Task description:
All of these records need to be duplicated exactly.

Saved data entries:
┌──

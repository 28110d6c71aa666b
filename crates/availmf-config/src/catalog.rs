//! The per-node AMF component catalog: a flat, declarative description
//! of applications, service groups, service units, components,
//! service instances and CSIs, read once at startup and turned into a
//! live `AmfGraph` by the node that owns it. Kept independent of
//! `availmf-amf`'s runtime types (which mix static configuration with
//! mutable state) so the config crate has nothing to invalidate once
//! the graph starts moving.

use serde::{Deserialize, Serialize};

#[derive(Debug, Clone, Copy, PartialEq, Eq, Serialize, Deserialize)]
#[serde(rename_all = "snake_case")]
pub enum RedundancyModelSpec {
    NoRedundancy,
    TwoN,
    NPlusM,
    NWay,
    NWayActive,
}

#[derive(Debug, Clone, Copy, PartialEq, Eq, Serialize, Deserialize)]
#[serde(rename_all = "snake_case")]
pub enum ComponentCategorySpec {
    SaAware,
    Proxy,
    Proxied,
    Local,
}

/// spec 4.J capability model, as declared in the static catalog.
#[derive(Debug, Clone, Copy, PartialEq, Eq, Serialize, Deserialize)]
#[serde(rename_all = "snake_case")]
pub enum CapabilitySpec {
    XActiveAndYStandby,
    XActiveOrYStandby,
    OneActiveOrYStandby,
    OneActiveOrOneStandby,
    XActive,
    OneActive,
    NonPreInstantiable,
}

#[derive(Debug, Clone, PartialEq, Eq, Serialize, Deserialize)]
pub struct HealthcheckSpec {
    pub key: String,
    /// `true` for `AMF_INVOKED`, `false` for `COMPONENT_INVOKED`.
    pub amf_invoked: bool,
    pub period_ns: u64,
    pub max_duration_ns: u64,
}

#[derive(Debug, Clone, Serialize, Deserialize)]
pub struct ComponentSpec {
    pub name: String,
    pub su: String,
    pub comptype: String,
    pub category: ComponentCategorySpec,
    pub capability: CapabilitySpec,
    #[serde(default = "default_max_csi")]
    pub num_max_active_csi: u32,
    #[serde(default = "default_max_csi")]
    pub num_max_standby_csi: u32,
    #[serde(default = "default_instantiation_level")]
    pub instantiation_level: u32,
    #[serde(default = "default_timeout_ns")]
    pub default_clc_cli_timeout_ns: u64,
    #[serde(default = "default_timeout_ns")]
    pub default_callback_timeout_ns: u64,
    pub instantiate_cmd: String,
    #[serde(default)]
    pub terminate_cmd: Option<String>,
    pub cleanup_cmd: String,
    #[serde(default)]
    pub am_start_cmd: Option<String>,
    #[serde(default)]
    pub am_stop_cmd: Option<String>,
    #[serde(default)]
    pub clccli_path: Option<String>,
    #[serde(default)]
    pub env: Vec<(String, String)>,
    #[serde(default)]
    pub healthchecks: Vec<HealthcheckSpec>,
}

fn default_max_csi() -> u32 {
    1
}

fn default_instantiation_level() -> u32 {
    1
}

fn default_timeout_ns() -> u64 {
    1_000_000_000
}

#[derive(Debug, Clone, Serialize, Deserialize)]
pub struct ServiceUnitSpec {
    pub name: String,
    pub sg: String,
    pub node: String,
    pub rank: u32,
}

#[derive(Debug, Clone, Serialize, Deserialize)]
pub struct ServiceGroupSpec {
    pub name: String,
    pub app: String,
    pub redundancy_model: RedundancyModelSpec,
    pub restart_max: u32,
    #[serde(default)]
    pub su_restart_max: u32,
    pub su_failover_max: u32,
}

#[derive(Debug, Clone, Serialize, Deserialize)]
pub struct ApplicationSpec {
    pub name: String,
    #[serde(default)]
    pub clccli_path: Option<String>,
}

#[derive(Debug, Clone, Serialize, Deserialize)]
pub struct ServiceInstanceSpec {
    pub name: String,
    pub sg: String,
    /// Preferred assignment order of service units, by name.
    #[serde(default)]
    pub rank: Vec<String>,
    #[serde(default = "default_pref_assignments")]
    pub pref_active_assignments: u32,
    #[serde(default = "default_pref_assignments")]
    pub pref_standby_assignments: u32,
}

fn default_pref_assignments() -> u32 {
    1
}

#[derive(Debug, Clone, Serialize, Deserialize)]
pub struct CsiSpec {
    pub name: String,
    pub si: String,
    pub cs_type: String,
}

/// The full static catalog for one cluster: every application, service
/// group, service unit, component, service instance and CSI, declared
/// flat and cross-referenced by name.
#[derive(Debug, Clone, Default, Serialize, Deserialize)]
pub struct AmfCatalog {
    #[serde(default)]
    pub apps: Vec<ApplicationSpec>,
    #[serde(default)]
    pub sgs: Vec<ServiceGroupSpec>,
    #[serde(default)]
    pub sus: Vec<ServiceUnitSpec>,
    #[serde(default)]
    pub comps: Vec<ComponentSpec>,
    #[serde(default)]
    pub sis: Vec<ServiceInstanceSpec>,
    #[serde(default)]
    pub csis: Vec<CsiSpec>,
}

└──

Answer below:
repository 28110d6c71aa666b
filename crates/availmf-config/src/catalog.rs
//! The per-node AMF component catalog: a flat, declarative description
//! of applications, service groups, service units, components,
//! service instances and CSIs, read once at startup and turned into a
//! live `AmfGraph` by the node that owns it. Kept independent of
//! `availmf-amf`'s runtime types (which mix static configuration with
//! mutable state) so the config crate has nothing to invalidate once
//! the graph starts moving.

use serde::{Deserialize, Serialize};

#[derive(Debug, Clone, Copy, PartialEq, Eq, Serialize, Deserialize)]
#[serde(rename_all = "snake_case")]
pub enum RedundancyModelSpec {
    NoRedundancy,
    TwoN,
    NPlusM,
    NWay,
    NWayActive,
}

#[derive(Debug, Clone, Copy, PartialEq, Eq, Serialize, Deserialize)]
#[serde(rename_all = "snake_case")]
pub enum ComponentCategorySpec {
    SaAware,
    Proxy,
    Proxied,
    Local,
}

/// spec 4.J capability model, as declared in the static catalog.
#[derive(Debug, Clone, Copy, PartialEq, Eq, Serialize, Deserialize)]
#[serde(rename_all = "snake_case")]
pub enum CapabilitySpec {
    XActiveAndYStandby,
    XActiveOrYStandby,
    OneActiveOrYStandby,
    OneActiveOrOneStandby,
    XActive,
    OneActive,
    NonPreInstantiable,
}

#[derive(Debug, Clone, PartialEq, Eq, Serialize, Deserialize)]
pub struct HealthcheckSpec {
    pub key: String,
    /// `true` for `AMF_INVOKED`, `false` for `COMPONENT_INVOKED`.
    pub amf_invoked: bool,
    pub period_ns: u64,
    pub max_duration_ns: u64,
}

#[derive(Debug, Clone, Serialize, Deserialize)]
pub struct ComponentSpec {
    pub name: String,
    pub su: String,
    pub comptype: String,
    pub category: ComponentCategorySpec,
    pub capability: CapabilitySpec,
    #[serde(default = "default_max_csi")]
    pub num_max_active_csi: u32,
    #[serde(default = "default_max_csi")]
    pub num_max_standby_csi: u32,
    #[serde(default = "default_instantiation_level")]
    pub instantiation_level: u32,
    #[serde(default = "default_timeout_ns")]
    pub default_clc_cli_timeout_ns: u64,
    #[serde(default = "default_timeout_ns")]
    pub default_callback_timeout_ns: u64,
    pub instantiate_cmd: String,
    #[serde(default)]
    pub terminate_cmd: Option<String>,
    pub cleanup_cmd: String,
    #[serde(default)]
    pub am_start_cmd: Option<String>,
    #[serde(default)]
    pub am_stop_cmd: Option<String>,
    #[serde(default)]
    pub clccli_path: Option<String>,
    #[serde(default)]
    pub env: Vec<(String, String)>,
    #[serde(default)]
    pub healthchecks: Vec<HealthcheckSpec>,
}

fn default_max_csi() -> u32 {
    1
}

fn default_instantiation_level() -> u32 {
    1
}

fn default_timeout_ns() -> u64 {
    1_000_000_000
}

#[derive(Debug, Clone, Serialize, Deserialize)]
pub struct ServiceUnitSpec {
    pub name: String,
    pub sg: String,
    pub node: String,
    pub rank: u32,
}

#[derive(Debug, Clone, Serialize, Deserialize)]
pub struct ServiceGroupSpec {
    pub name: String,
    pub app: String,
    pub redundancy_model: RedundancyModelSpec,
    pub restart_max: u32,
    #[serde(default)]
    pub su_restart_max: u32,
    pub su_failover_max: u32,
}

#[derive(Debug, Clone, Serialize, Deserialize)]
pub struct ApplicationSpec {
    pub name: String,
    #[serde(default)]
    pub clccli_path: Option<String>,
}

#[derive(Debug, Clone, Serialize, Deserialize)]
pub struct ServiceInstanceSpec {
    pub name: String,
    pub sg: String,
    /// Preferred assignment order of service units, by name.
    #[serde(default)]
    pub rank: Vec<String>,
    #[serde(default = "default_pref_assignments")]
    pub pref_active_assignments: u32,
    #[serde(default = "default_pref_assignments")]
    pub pref_standby_assignments: u32,
}

fn default_pref_assignments() -> u32 {
    1
}

#[derive(Debug, Clone, Serialize, Deserialize)]
pub struct CsiSpec {
    pub name: String,
    pub si: String,
    pub cs_type: String,
}

/// The full static catalog for one cluster: every application, service
/// group, service unit, component, service instance and CSI, declared
/// flat and cross-referenced by name.
#[derive(Debug, Clone, Default, Serialize, Deserialize)]
pub struct AmfCatalog {
    #[serde(default)]
    pub apps: Vec<ApplicationSpec>,
    #[serde(default)]
    pub sgs: Vec<ServiceGroupSpec>,
    #[serde(default)]
    pub sus: Vec<ServiceUnitSpec>,
    #[serde(default)]
    pub comps: Vec<ComponentSpec>,
    #[serde(default)]
    pub sis: Vec<ServiceInstanceSpec>,
    #[serde(default)]
    pub csis: Vec<CsiSpec>,
}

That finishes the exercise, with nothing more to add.